Aoyama Institute of Women's Medicine, Tokyo Women's Medical University, Tokyo, Japan Department of Dermatology, Fujita Health University School of Medicine, Toyoake, Japan.
J Eur Acad Dermatol Venereol. 2013 Mar;27(3):307-12. doi: 10.1111/j.1468-3083.2011.04385.x. Epub 2011 Dec 20.
Quality-switched (QS) lasers are well-known effective treatment for removing solar lentigines. However, the high incidence of post-inflammatory hyperpigmentation (PIH) raises concern in darker skin types. This is the first study comparing efficacies and incidences of PIH in Asian skin with different degrees of irradiation between two QS lasers.

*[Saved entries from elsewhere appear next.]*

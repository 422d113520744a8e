//! Instrumented Storage
//!
//! `Cache` stores values under generated keys through a counted, recorded
//! `store` operation and reads them back with optional conversion.

use async_trait::async_trait;
use tracing::{debug, info};
use uuid::Uuid;

use crate::cache::{SharedStore, Value};
use crate::error::{CacheError, Result};
use crate::tracking::operation::{call_count, CallHistory, CountCalls, Operation};

/// Identifier of the instrumented store operation.
pub const STORE_OPERATION: &str = "store";

// == Store Data ==
/// Persists a value under a fresh random key and returns the key.
pub struct StoreData {
    store: SharedStore,
}

impl StoreData {
    pub fn new(store: SharedStore) -> Self {
        Self { store }
    }
}

#[async_trait]
impl Operation for StoreData {
    type Input = Value;
    type Output = String;

    fn name(&self) -> &str {
        STORE_OPERATION
    }

    async fn call(&self, data: Value) -> Result<String> {
        let key = Uuid::new_v4().to_string();
        self.store.write().await.set(key.clone(), data, None);
        debug!(key = %key, "Stored value");
        Ok(key)
    }
}

// == Cache ==
/// Instrumented storage front-end over a shared store.
pub struct Cache {
    store: SharedStore,
    store_op: CountCalls<CallHistory<StoreData>>,
}

impl Cache {
    // == Constructor ==
    /// Creates a cache over `store`, discarding everything it held.
    pub async fn new(store: SharedStore) -> Self {
        store.write().await.flush();
        info!("Cache initialized with an empty store");

        let store_op = CountCalls::new(
            CallHistory::new(StoreData::new(store.clone()), store.clone()),
            store.clone(),
        );
        Self { store, store_op }
    }

    /// Returns the shared store handle.
    pub fn store_handle(&self) -> &SharedStore {
        &self.store
    }

    // == Store ==
    /// Stores `data` under a new random key and returns the key.
    ///
    /// Each call increments the `store` counter and appends one entry to both
    /// the input and output histories.
    pub async fn store(&self, data: impl Into<Value>) -> Result<String> {
        self.store_op.call(data.into()).await
    }

    /// Number of times `store` has been called.
    pub async fn calls(&self) -> u64 {
        call_count(&self.store, STORE_OPERATION).await
    }

    // == Get ==
    /// Retrieves the raw bytes stored under `key`, `None` if absent.
    pub async fn get(&self, key: &str) -> Result<Option<Vec<u8>>> {
        self.store.read().await.get(key)
    }

    /// Retrieves the value under `key` and converts it with `transform`.
    ///
    /// The transform only runs when a value is present.
    pub async fn get_with<T, F>(&self, key: &str, transform: F) -> Result<Option<T>>
    where
        F: FnOnce(Vec<u8>) -> Result<T>,
    {
        self.get(key).await?.map(transform).transpose()
    }

    /// Retrieves the value under `key` as UTF-8 text.
    pub async fn get_str(&self, key: &str) -> Result<Option<String>> {
        self.get_with(key, decode_text).await
    }

    /// Retrieves the value under `key` as an integer.
    pub async fn get_int(&self, key: &str) -> Result<Option<i64>> {
        self.get_with(key, |raw| {
            let text = decode_text(raw)?;
            text.trim()
                .parse()
                .map_err(|e| CacheError::Parse(format!("{:?} is not an integer: {}", text, e)))
        })
        .await
    }
}

fn decode_text(raw: Vec<u8>) -> Result<String> {
    String::from_utf8(raw).map_err(|e| CacheError::Parse(format!("invalid UTF-8: {}", e)))
}

// == Unit Tests ==
#[cfg(test)]
mod tests {
    use super::*;
    use crate::cache::{shared, KeyValueStore};
    use crate::tracking::operation::{inputs_key, outputs_key};

    async fn new_cache() -> Cache {
        Cache::new(shared(KeyValueStore::new())).await
    }

    #[tokio::test]
    async fn test_store_hello_scenario() {
        let cache = new_cache().await;

        let k1 = cache.store("hello").await.unwrap();

        assert_eq!(cache.get(&k1).await.unwrap(), Some(b"hello".to_vec()));
        assert_eq!(cache.calls().await, 1);

        let store = cache.store_handle().read().await;
        assert_eq!(
            store.lrange(&inputs_key(STORE_OPERATION), 0, -1).unwrap(),
            vec!["('hello',)"]
        );
        assert_eq!(
            store.lrange(&outputs_key(STORE_OPERATION), 0, -1).unwrap(),
            vec![k1]
        );
    }

    #[tokio::test]
    async fn test_store_generates_unique_keys() {
        let cache = new_cache().await;

        let k1 = cache.store("a").await.unwrap();
        let k2 = cache.store("a").await.unwrap();

        assert_ne!(k1, k2);
        assert!(Uuid::parse_str(&k1).is_ok());
    }

    #[tokio::test]
    async fn test_new_flushes_store() {
        let store = shared(KeyValueStore::new());
        store.write().await.set("stale", "value", None);

        let cache = Cache::new(store).await;

        assert_eq!(cache.get("stale").await.unwrap(), None);
        assert_eq!(cache.calls().await, 0);
    }

    #[tokio::test]
    async fn test_get_with_transform() {
        let cache = new_cache().await;
        let key = cache.store(vec![1u8, 2, 3]).await.unwrap();

        let len = cache.get_with(&key, |raw| Ok(raw.len())).await.unwrap();
        assert_eq!(len, Some(3));

        let missing = cache.get_with("missing", |raw| Ok(raw.len())).await.unwrap();
        assert_eq!(missing, None);
    }

    #[tokio::test]
    async fn test_get_str() {
        let cache = new_cache().await;
        let key = cache.store("foo").await.unwrap();
        let bad = cache.store(vec![0xffu8, 0xfe]).await.unwrap();

        assert_eq!(cache.get_str(&key).await.unwrap(), Some("foo".to_string()));
        assert_eq!(cache.get_str("missing").await.unwrap(), None);
        assert!(matches!(cache.get_str(&bad).await, Err(CacheError::Parse(_))));
    }

    #[tokio::test]
    async fn test_get_int() {
        let cache = new_cache().await;
        let number = cache.store("42").await.unwrap();
        let stored_int = cache.store(-7).await.unwrap();
        let text = cache.store("forty-two").await.unwrap();

        assert_eq!(cache.get_int(&number).await.unwrap(), Some(42));
        assert_eq!(cache.get_int(&stored_int).await.unwrap(), Some(-7));
        assert_eq!(cache.get_int("missing").await.unwrap(), None);
        assert!(matches!(cache.get_int(&text).await, Err(CacheError::Parse(_))));
    }
}
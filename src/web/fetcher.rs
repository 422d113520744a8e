//! Page Fetchers
//!
//! The fetch capability behind `UrlCache`, with a reqwest-backed
//! implementation.

use std::sync::Arc;
use std::time::Duration;

use async_trait::async_trait;
use tracing::debug;

use crate::error::{CacheError, Result};

/// Retrieves the body of a page.
#[async_trait]
pub trait Fetcher: Send + Sync {
    /// Fetches `url` and returns its body as text.
    async fn fetch(&self, url: &str) -> Result<String>;
}

#[async_trait]
impl<T: Fetcher + ?Sized> Fetcher for Arc<T> {
    async fn fetch(&self, url: &str) -> Result<String> {
        (**self).fetch(url).await
    }
}

// == HTTP Fetcher ==
/// Fetches pages over HTTP(S).
///
/// The body is returned whatever the response status, only transport
/// failures are errors.
#[derive(Debug, Clone)]
pub struct HttpFetcher {
    client: reqwest::Client,
}

impl HttpFetcher {
    /// Creates a fetcher whose requests time out after `timeout`.
    pub fn new(timeout: Duration) -> Result<Self> {
        let client = reqwest::Client::builder()
            .timeout(timeout)
            .build()
            .map_err(|e| CacheError::fetch("<client>", e))?;
        Ok(Self { client })
    }
}

#[async_trait]
impl Fetcher for HttpFetcher {
    async fn fetch(&self, url: &str) -> Result<String> {
        let response = self
            .client
            .get(url)
            .send()
            .await
            .map_err(|e| CacheError::fetch(url, e))?;
        debug!(url, status = %response.status(), "Fetched page");
        response.text().await.map_err(|e| CacheError::fetch(url, e))
    }
}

In total, 355 solar lentigines in 193 cases, skin types III-V, were randomly divided into four groups. All cases received single laser treatment. Clinical results were evaluated after 4 weeks. Groups 1 and 3 were treated 'aggressively' with endpoints of very obvious immediate whitening (IW) of the lesion. Groups 2 and 4 were treated 'mildly' with endpoints of slight IW of the lesion. Groups 1 and 2 were irradiated with the QS ruby, and groups 3 and 4 with the QS frequency doubled Nd:YAG laser.
There were no statistically significant differences in degrees of clearance among the four groups. However, PIH incidences were very different: 33.33%, 7.47%, 23.18% and 8.47% in groups 1, 2, 3 and 4 respectively. The difference between aggressively and mildly irradiated groups (1 and 3 vs. 2 and 4) was statistically significant (P < 0.001). However, there was no statistical difference between the two aggressively or the two mildly irradiated groups. There were no significant differences between skin types.
Aggressive irradiation using QS lasers resulted in a high PIH incidence, while having no advantage in efficacy. For darker skin types, mild irradiation reduces the PIH risk with no disadvantage in efficacy.
调 Q 激光是治疗去除晒斑的有效方法。然而,炎症后色素沉着过度(PIH)的高发生率在肤色较深的人群中引起了关注。本研究首次比较了两种调 Q 激光在亚洲不同肤色人群中的疗效和 PIH 发生率。
共纳入 193 例 III-V 型皮肤的 355 处晒斑患者,随机分为 4 组。所有患者均接受单次激光治疗。4 周后评估临床疗效。组 1 和 3 采用终点为皮损即刻明显变白(IW)的“激进”治疗,组 2 和 4 采用终点为皮损轻度 IW 的“温和”治疗。组 1 和 2 采用调 Q 红宝石激光治疗,组 3 和 4 采用调 Q 倍频 Nd:YAG 激光治疗。
四组间皮损清除程度无统计学差异。但 PIH 发生率差异显著:组 1、2、3 和 4 分别为 33.33%、7.47%、23.18%和 8.47%。强烈和温和照射组(1 和 3 与 2 和 4)之间的差异具有统计学意义(P < 0.001)。然而,两种强烈或温和照射组之间无统计学差异。不同肤色之间无统计学差异。
使用调 Q 激光进行强烈照射会导致 PIH 发生率增加,但疗效无优势。对于肤色较深的患者,温和照射可降低 PIH 风险,且不影响疗效。